USD/JPY Drops 500 Pips on BoJ Intervention
USD/JPY fell sharply by over 500 pips to around 155.60 on Thursday, April 30, following suspected intervention by Japanese monetary authorities. While officials have not officially confirmed any actions taken, reports indicate that Tokyo may have spent nearly $35 billion to support the yen. This intervention move occurred after USD/JPY had surged to a 21-month high exceeding 160.45.

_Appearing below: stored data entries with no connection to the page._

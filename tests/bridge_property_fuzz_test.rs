use page_bridge::{ConfigMessage, Embedding, Page, Result, SETTLE_DELAY_MS, install_form_guard};
use proptest::collection::vec;
use proptest::prelude::*;
use proptest::test_runner::FileFailurePersistence;

const BRIDGE_PROPTEST_REGRESSION_FILE: &str =
    "tests/proptest-regressions/bridge_property_fuzz_test.txt";
const DEFAULT_BRIDGE_PROPTEST_CASES: u32 = 128;

const AUTH_FORM_HTML: &str = r#"
<form id='login-form'>
  <input id='email' type='text'>
  <span id='email-error'></span>
  <input id='password' type='password'>
  <span id='password-error'></span>
</form>
"#;

const PREFERENCE_LABELS: &[&str] = &["Culture", "Food", "Nature", "Nightlife"];

fn bridge_proptest_cases() -> u32 {
    std::env::var("PAGE_BRIDGE_PROPTEST_CASES")
        .ok()
        .and_then(|raw| raw.parse::<u32>().ok())
        .filter(|value| *value > 0)
        .unwrap_or(DEFAULT_BRIDGE_PROPTEST_CASES)
}

fn email_segment_strategy(chars: &'static str, lengths: std::ops::RangeInclusive<usize>) -> BoxedStrategy<String> {
    let alphabet: Vec<char> = chars.chars().collect();
    vec(proptest::sample::select(alphabet), lengths)
        .prop_map(|chars| chars.into_iter().collect())
        .boxed()
}

/// Emails drawn from the accepted grammar: local part, `@`, dotted domain,
/// alphabetic top-level segment of length two or more.
fn valid_email_strategy() -> BoxedStrategy<String> {
    let local = email_segment_strategy("abcxyzABCXYZ0189._%+-", 1..=12);
    let domain = email_segment_strategy("abcxyz0189-", 1..=8);
    let tld = email_segment_strategy("abcdefghij", 2..=6);
    (local, domain, tld)
        .prop_map(|(local, domain, tld)| format!("{local}@{domain}.{tld}"))
        .boxed()
}

fn password_strategy() -> BoxedStrategy<String> {
    email_segment_strategy("abcxyz0189!?_", 1..=16)
}

fn preference_subset_strategy() -> BoxedStrategy<Vec<bool>> {
    vec(any::<bool>(), PREFERENCE_LABELS.len()).boxed()
}

fn planner_embed_html() -> String {
    let checkboxes: String = PREFERENCE_LABELS
        .iter()
        .enumerate()
        .map(|(idx, label)| format!("<label><input id='pref-{idx}' type='checkbox'> {label}</label>\n"))
        .collect();
    format!(
        "<input id='days-slider' type='range' min='1' max='30' value='1'>\n<div>{checkboxes}</div>"
    )
}

fn planner_embedding() -> Result<Embedding> {
    let host = Page::from_html("<div id='planner-frame'></div>")?;
    let mut embedded = Page::from_html(&planner_embed_html())?;
    page_bridge::EmbedBridge::install(&mut embedded);
    Ok(Embedding::new(host, embedded))
}

proptest! {
    #![proptest_config(ProptestConfig {
        cases: bridge_proptest_cases(),
        failure_persistence: Some(Box::new(FileFailurePersistence::Direct(
            BRIDGE_PROPTEST_REGRESSION_FILE,
        ))),
        .. ProptestConfig::default()
    })]

    /// Any email from the accepted grammar plus any non-empty password passes
    /// login validation: submission proceeds and no error slot is shown.
    #[test]
    fn valid_credentials_always_pass_login_validation(
        email in valid_email_strategy(),
        password in password_strategy(),
    ) {
        let mut page = Page::from_html(AUTH_FORM_HTML).unwrap();
        install_form_guard(&mut page).unwrap();
        page.type_text("#email", &email).unwrap();
        page.type_text("#password", &password).unwrap();

        prop_assert!(page.submit("#login-form").unwrap());
        prop_assert!(page.assert_display("#email-error", "none").is_ok());
        prop_assert!(page.assert_display("#password-error", "none").is_ok());
    }

    /// After an apply, the checked set equals exactly the chosen preference
    /// subset and the range control carries the day count, whatever the
    /// previous checkbox state was.
    #[test]
    fn applied_configuration_matches_the_message_exactly(
        days in 0i64..=30,
        chosen in preference_subset_strategy(),
        preset in preference_subset_strategy(),
    ) {
        let mut embedding = planner_embedding().unwrap();
        for (idx, checked) in preset.iter().enumerate() {
            if *checked {
                embedding
                    .embedded_mut()
                    .set_checked(&format!("#pref-{idx}"), true)
                    .unwrap();
            }
        }

        let preferences: Vec<&str> = PREFERENCE_LABELS
            .iter()
            .zip(&chosen)
            .filter(|(_, keep)| **keep)
            .map(|(label, _)| *label)
            .collect();
        embedding.post_config(&ConfigMessage::new(days, preferences));
        embedding.embedded_mut().advance_time(SETTLE_DELAY_MS).unwrap();

        let embedded = embedding.embedded();
        prop_assert!(embedded.assert_value("#days-slider", &days.to_string()).is_ok());
        for (idx, expected) in chosen.iter().enumerate() {
            let pref_selector = format!("#pref-{}", idx);
            prop_assert!(embedded.assert_checked(&pref_selector, *expected).is_ok());
        }
    }
}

Following the sharp decline, USD/JPY steadily regained momentum, rising above 157. The recovery has been supported by renewed dollar strength, a narrowing US–Japan yield gap, and ongoing geopolitical concerns. Additionally, with Japan observing Golden Week and markets closed until Thursday, thin holiday liquidity has further weakened the yen.
Looking Ahead
The sustainability of gains in USD/JPY over the coming days will largely depend on the performance of the US dollar. The key event for the pair this week is the release of the US employment report on Friday. A softer-than-expected jobs print could provide the catalyst for yen bulls to return with conviction. Traders should also monitor the yen’s reaction to the current risk-off environment and any further signals from the Bank of Japan regarding monetary policy.
USD/JPY Technical Outlook
USD/JPY continues its recovery after finding support below 156 and currently trades above 157.70. From a technical perspective, as long as the pair remains above the 100-day Simple Moving Average (SMA), further short-term gains are possible, with the next resistance at the 20/50-day moving average zone of 158.60/70. On the downside, immediate support is seen at the 157.30/00 area, with further demand expected around 156 and 155.60/50, which serve as crucial support levels.
Note: Despite the turnaround, history implies that implied volatility for the yen will remain high, particularly on moves toward the 160 level. As a result, the possibility of another official intervention effectively limits the pair's potential gain in the short run.